Each line must appear in the answer exactly as it does in the data.
═══ SOURCE DATA
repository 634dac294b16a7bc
pub mod results;
pub type HashMap<K, V> = rustc_hash::FxHashMap<K, V>;
pub type HashSet<K> = rustc_hash::FxHashSet<K>;

pub fn map_new<K, V>() -> HashMap<K, V> {
    rustc_hash::FxHashMap::default()
}

pub fn set_new<K>() -> HashSet<K> {
    rustc_hash::FxHashSet::default()
}

pub fn set_from<K: Eq + std::hash::Hash>(items: impl IntoIterator<Item = K>) -> HashSet<K> {
    items.into_iter().collect()
}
══════
> RESPONSE FOR THIS EXERCISE
repository 634dac294b16a7bc
pub mod results;
pub type HashMap<K, V> = rustc_hash::FxHashMap<K, V>;
pub type HashSet<K> = rustc_hash::FxHashSet<K>;

pub fn map_new<K, V>() -> HashMap<K, V> {
    rustc_hash::FxHashMap::default()
}

pub fn set_new<K>() -> HashSet<K> {
    rustc_hash::FxHashSet::default()
}

pub fn set_from<K: Eq + std::hash::Hash>(items: impl IntoIterator<Item = K>) -> HashSet<K> {
    items.into_iter().collect()
}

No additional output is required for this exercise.